Environmental Management

The application of drones for environmental management and monitoring has increased rapidly in recent years, with Skeye at the cutting edge of research. Drones can be used for a range of environmental monitoring practises, examples include:

  • Coastal surveys,
  • Habitat monitoring,
  • Vegetation mapping (NDVI),
  • Flood monitoring and/or mapping,
  • Animal counting and/or monitoring,
  • Cliff stability and monitoring,
  • Inspection of coastal sea defences.

Skeye can provide a range of services relating to environmental monitoring or management. Services include, survey grade topographic mapping, aerial photography and videography and long term monitoring solutions.

Seal Pup Counts

Drones are a fantastic tool for inspecting or monitoring species populations in remote areas.  An application involves the counting of seal pups on remote islands. The seal pup counts are essential to monitoring the health of colonies and to aid the understanding of their behaviour. Typically, such counts are conducted manually, which can be dangerous for rangers and disturb wildlife within their habitats. With small drones, often operated from boats, the disturbance to wildlife is kept to a minimum, and counts can be conducted far quicker than traditional surveys.

Vegetation Mapping

Drones have the capability to apply many different types of sensors and therefore the applications are ever growing. Using Near-Infrared Cameras (NIR), it is possible to map and monitor vegetation. Using a combination of NIR and RGB imagery Skeye are able to create NDVI maps (Normalised Difference Vegetation Index).

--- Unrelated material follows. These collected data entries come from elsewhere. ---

use super::state::RenderState;
use super::{LINE_SEPARATOR, MAX_INLINE_DEPTH, NO_BREAK_SPACE, Renderer, flatten};
use crate::models::{ImageReference, Inline, Run};

/// The inline state machine for one sequence of sibling nodes.
struct Machine<'m, 'a> {
    renderer: &'m Renderer<'a>,
    images: &'m mut Vec<ImageReference>,
    base: RenderState,
    depth: usize,
    scopes: Vec<ScopeFrame>,
    table: Option<InlineTable>,
    output: Vec<Run>,
    after_hard_break: bool,
}

impl<'a> Renderer<'a> {
    /// Renders inline content in `state`, returning the runs and the images
    /// met along the way.
    pub fn render_inlines(
        &self,
        inlines: &[Inline],
        state: &RenderState,
    ) -> (Vec<Run>, Vec<ImageReference>) {
        let mut images = Vec::new();
        let runs = self.render_inlines_into(inlines, state, &mut images);
        (runs, images)
    }

    pub(crate) fn render_inlines_into(
        &self,
        inlines: &[Inline],
        state: &RenderState,
        images: &mut Vec<ImageReference>,
    ) -> Vec<Run> {
        Machine::new(self, images, state.clone(), 0).run(inlines)
    }
}

impl<'m, 'a> Machine<'m, 'a> {
    fn new(
        renderer: &'m Renderer<'a>,
        images: &'m mut Vec<ImageReference>,
        base: RenderState,
        depth: usize,
    ) -> Self {
        Self {
            renderer,
            images,
            base,
            depth,
            scopes: Vec::new(),
            table: None,
            output: Vec::new(),
            after_hard_break: false,
        }
    }

    fn run(mut self, inlines: &[Inline]) -> Vec<Run> {
        for node in inlines {
            self.step(node);
        }
        self.finish()
    }

    fn step(&mut self, node: &Inline) {
        match node {
            Inline::Html(raw) => match tags::recognize(raw) {
                Some(tag) => self.handle_tag(tag),
                None => {
                    self.after_hard_break = false;
                    self.append_literal(node.clone());
                }
            },
            Inline::Text(text) => {
                let text = if self.after_hard_break {
                    text.trim_start()
                } else {
                    text.as_str()
                };
                if text.is_empty() {
                    return;
                }
                self.after_hard_break = false;
                if self.scopes.is_empty() && (self.table.is_some() || is_table_row(text)) {
                    self.table_text(text);
                } else {
                    self.append_literal(Inline::Text(text.to_string()));
                }
            }
            Inline::SoftBreak => {
                if self.after_hard_break {
                    return;
                }
                if self.scopes.is_empty()
                    && let Some(table) = self.table.as_mut()
                {
                    table.end_row(self.renderer.measurer);
                } else {
                    self.append_literal(Inline::SoftBreak);
                }
            }
            Inline::LineBreak => {
                if self.scopes.is_empty()
                    && let Some(table) = self.table.as_mut()
                {
                    table.end_row(self.renderer.measurer);
                } else {
                    self.append_literal(Inline::LineBreak);
                }
                self.after_hard_break = true;
            }
            other => {
                self.after_hard_break = false;
                self.append_literal(other.clone());
            }
        }
    }

    fn handle_tag(&mut self, tag: PseudoTag) {
        match tag {
            PseudoTag::Open(open) => {
                let parent = self.current_state();
                let renderer = self.renderer;
                let frame = ScopeFrame::open(open, parent, renderer.style, |href| {
                    renderer.resolve_url(href)
                });
                log::trace!("opening {:?} scope", frame.kind());
                self.scopes.push(frame);
            }
            PseudoTag::Close(kind) => match self.scopes.last() {
                Some(top) if top.kind() == kind => self.close_top(),
                _ => log::debug!("ignoring closing tag without a matching {kind:?} scope"),
            },
            PseudoTag::ParagraphBoundary { closing: true }
                if self.scopes.last().is_some_and(ScopeFrame::opened_by_paragraph) =>
            {
                self.close_top()
            }
            PseudoTag::ParagraphBoundary { .. } => {
                if !self.target_is_empty() {
                    let separator = self.styled(LINE_SEPARATOR.to_string());
                    self.append_runs(vec![separator]);
                }
                self.after_hard_break = true;
            }
            PseudoTag::LineBreak => self.step(&Inline::LineBreak),
            PseudoTag::Rule => {
                let mut rule = self.styled(NO_BREAK_SPACE.to_string());
                rule.attributes.strikethrough = true;
                let runs = vec![
                    self.styled(LINE_SEPARATOR.to_string()),
                    rule,
                    self.styled(LINE_SEPARATOR.to_string()),
                ];
                self.append_runs(runs);
                self.after_hard_break = true;
            }
            PseudoTag::ListItemStart => {
                let mut runs = Vec::new();
                if !self.target_is_empty() {
                    runs.push(self.styled(LINE_SEPARATOR.to_string()));
                }
                runs.push(self.styled(format!("{} ", super::lists::BULLET)));
                self.append_runs(runs);
                self.after_hard_break = true;
            }
            PseudoTag::ListBoundary => {}
            PseudoTag::Image(image) => self.record_image_tag(image),
        }
    }

    fn current_state(&self) -> &RenderState {
        self.scopes.last().map_or(&self.base, |frame| &frame.state)
    }

    fn styled(&self, text: String) -> Run {
        Run::new(text, self.current_state().attributes())
    }

    fn target_is_empty(&self) -> bool {
        match self.scopes.last() {
            Some(frame) => frame.is_empty(),
            None => self.table.is_none() && self.output.is_empty(),
        }
    }

    fn table_text(&mut self, text: &str) {
        let attributes = self.base.attributes();
        let measurer = self.renderer.measurer;
        let table = self
            .table
            .get_or_insert_with(|| InlineTable::open(text, &self.base));
        table.push_text(text, &attributes, measurer);
    }

    /// Appends a literal node to the innermost target.
    fn append_literal(&mut self, node: Inline) {
        match self.scopes.last_mut() {
            Some(frame) => frame.children.push(Pending::Node(node)),
            None => {
                let base = self.base.clone();
                let runs = self.render_leaf(&node, &base);
                self.emit(runs);
            }
        }
    }

    /// Appends rendered runs to the innermost target.
    fn append_runs(&mut self, runs: Vec<Run>) {
        match self.scopes.last_mut() {
            Some(frame) => frame.children.push(Pending::Runs(runs)),
            None => self.emit(runs),
        }
    }

    /// Delivers runs when no scope is open.
    fn emit(&mut self, runs: Vec<Run>) {
        match self.table.as_mut() {
            Some(table) => table.push_runs(runs),
            None => self.output.extend(runs),
        }
    }

    fn close_top(&mut self) {
        if let Some(frame) = self.scopes.pop() {
            let runs = self.finalize(frame);
            self.append_runs(runs);
        }
    }

    fn finalize(&mut self, frame: ScopeFrame) -> Vec<Run> {
        let mut runs = Vec::new();
        for child in &frame.children {
            match child {
                Pending::Node(node) => runs.extend(self.render_leaf(node, &frame.state)),
                Pending::Runs(rendered) => runs.extend(rendered.iter().cloned()),
            }
        }
        frame.overlay(&mut runs);
        if frame.kind() == scope::ScopeKind::InlineHeading {
            runs.push(Run::new(LINE_SEPARATOR.to_string(), frame.state.attributes()));
            self.after_hard_break = true;
        }
        runs
    }

    fn finish(mut self) -> Vec<Run> {
        while let Some(frame) = self.scopes.pop() {
            log::debug!("closing unterminated {:?} scope", frame.kind());
            let runs = self.finalize(frame);
            self.append_runs(runs);
        }
        if let Some(table) = self.table.take() {
            let runs = table.render(self.renderer.measurer);
            self.output.extend(runs);
        }
        self.output
    }

    /// Renders one node in `state`. Structural nodes recurse into a fresh
    /// machine; pseudo-tags inside them pair up among themselves.
    fn render_leaf(&mut self, node: &Inline, state: &RenderState) -> Vec<Run> {
        let style = self.renderer.style;
        match node {
            Inline::Text(text) | Inline::Html(text) => {
                vec![Run::new(text.clone(), state.attributes())]
            }
            Inline::SoftBreak => vec![Run::new(" ", state.attributes())],
            Inline::LineBreak => vec![Run::new(LINE_SEPARATOR.to_string(), state.attributes())],
            Inline::Code(code) => {
                let mut attributes = state
                    .with_font(state.font.monospace().scaled(style.code_font_scale))
                    .attributes();
                attributes.background = style.code_background;
                vec![Run::new(code.clone(), attributes)]
            }
            Inline::Emphasis(children) => {
                self.render_nested(children, &state.with_font(state.font.italic()))
            }
            Inline::Strong(children) => {
                self.render_nested(children, &state.with_font(state.font.bold()))
            }
            Inline::Link { dest, children } => {
                let link_state = match style.link_color {
                    Some(color) => state.with_color(color),
                    None => state.clone(),
                };
                let target = self.renderer.resolve_url(dest);
                let mut runs = self.render_nested(children, &link_state);
                for run in &mut runs {
                    run.attributes.link.get_or_insert_with(|| target.clone());
                }
                runs
            }
            Inline::Image { source, children } => {
                let (width, height) = tags::query_dimensions(source);
                self.images.push(ImageReference {
                    source: self.renderer.resolve_url(source),
                    alt: flatten::inline_text(children),
                    width,
                    height,
                    paragraph: 0,
                });
                Vec::new()
            }
        }
    }

    fn render_nested(&mut self, children: &[Inline], state: &RenderState) -> Vec<Run> {
        if self.depth + 1 >= MAX_INLINE_DEPTH {
            log::debug!("inline nesting limit reached; flattening to text");
            return vec![Run::new(flatten::inline_text(children), state.attributes())];
        }
        Machine::new(self.renderer, &mut *self.images, state.clone(), self.depth + 1).run(children)
    }

    fn record_image_tag(&mut self, image: ImageTag) {
        self.images.push(ImageReference {
            source: self.renderer.resolve_url(&image.src),
            alt: image.alt,
            width: image.width,
            height: image.height,
            paragraph: 0,
        });
    }
}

NDVI quantifies vegetation by measuring the difference between near-infrared and visible light reflected by vegetation. Healthy vegetation absorbs most of the visible light that hits it, and reflects near-infrared light, whilst areas of unhealthy or sparse vegetation will reflect more visible light and less near-infrared light.

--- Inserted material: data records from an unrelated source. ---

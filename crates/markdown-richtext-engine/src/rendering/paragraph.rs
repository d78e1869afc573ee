use super::state::{ParagraphEdit, RenderState};
use crate::models::{Alignment, ParagraphStyle, Run};
use crate::style::Environment;

/// Builds the final paragraph attributes for a state.
///
/// Direction, alignment and line spacing are environment-wide; spacing,
/// indents and tab stops scale with the state's font size so indentation is
/// proportional to the text it holds. `alignment` overrides the environment
/// for centered scopes.
pub fn build_paragraph_style(
    state: &RenderState,
    environment: &Environment,
    alignment: Option<Alignment>,
) -> ParagraphStyle {
    let size = state.font.size;
    ParagraphStyle {
        alignment: alignment.unwrap_or(environment.alignment),
        writing_direction: environment.writing_direction,
        line_spacing: environment.line_spacing,
        spacing_before: 0.0,
        spacing_after: state.paragraph_spacing * size,
        head_indent: state.head_indent * size,
        tail_indent: state.tail_indent * size,
        tab_stops: state.tab_stops.iter().map(|stop| stop * size).collect(),
    }
}

/// Renders the queued edits as the literal runs that lead a paragraph.
pub fn edit_runs(state: &RenderState) -> Vec<Run> {
    state
        .edits
        .iter()
        .filter_map(|edit| match edit {
            ParagraphEdit::Indent(0) => None,
            ParagraphEdit::Indent(n) => Some(Run::new("\t".repeat(*n), state.attributes())),
            ParagraphEdit::Marker { text, font } => {
                let mut attributes = state.attributes();
                attributes.font = font.clone();
                Some(Run::new(format!("\t{text}\t"), attributes))
            }
        })
        .collect()
}

/// Merges neighbouring runs with identical attributes and drops empty ones.
pub fn coalesce(runs: Vec<Run>) -> Vec<Run> {
    let mut out: Vec<Run> = Vec::with_capacity(runs.len());
    for run in runs {
        if run.text.is_empty() {
            continue;
        }
        match out.last_mut() {
            Some(last) if last.attributes == run.attributes && last.alignment == run.alignment => {
                last.text.push_str(&run.text)
            }
            _ => out.push(run),
        }
    }
    out
}
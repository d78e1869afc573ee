//! # Markdown Parsing
//!
//! The renderer consumes an already-parsed [`Document`]. Producing that tree is
//! the job of a [`MarkdownParser`]; the engine ships [`PulldownParser`], an
//! adapter over `pulldown-cmark`, and uses whichever parser it is given when
//! it needs to re-parse raw HTML blocks.
//!
//! ## Modules
//!
//! - **`pulldown`**: event-stream to [`Document`] builder

pub mod pulldown;

pub use pulldown::PulldownParser;

use crate::models::Document;

/// Turns markdown source into a document tree.
pub trait MarkdownParser {
    fn parse(&self, markdown: &str) -> Document;
}

/// Parses markdown with the default [`PulldownParser`].
pub fn parse_markdown(markdown: &str) -> Document {
    PulldownParser.parse(markdown)
}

Using this index can reveal where vegetation may be under stress, or particular areas where vegetation is thriving. NDVI values range from -1 through to 1.  Negative values typically correspond to regions of rock or snow. Soil often has values of between 0.1 and 0.2, whilst dense vegetation reflects values of between 0.3 and 0.8.

The example below highlights the difference of vegetation health over the span of one year.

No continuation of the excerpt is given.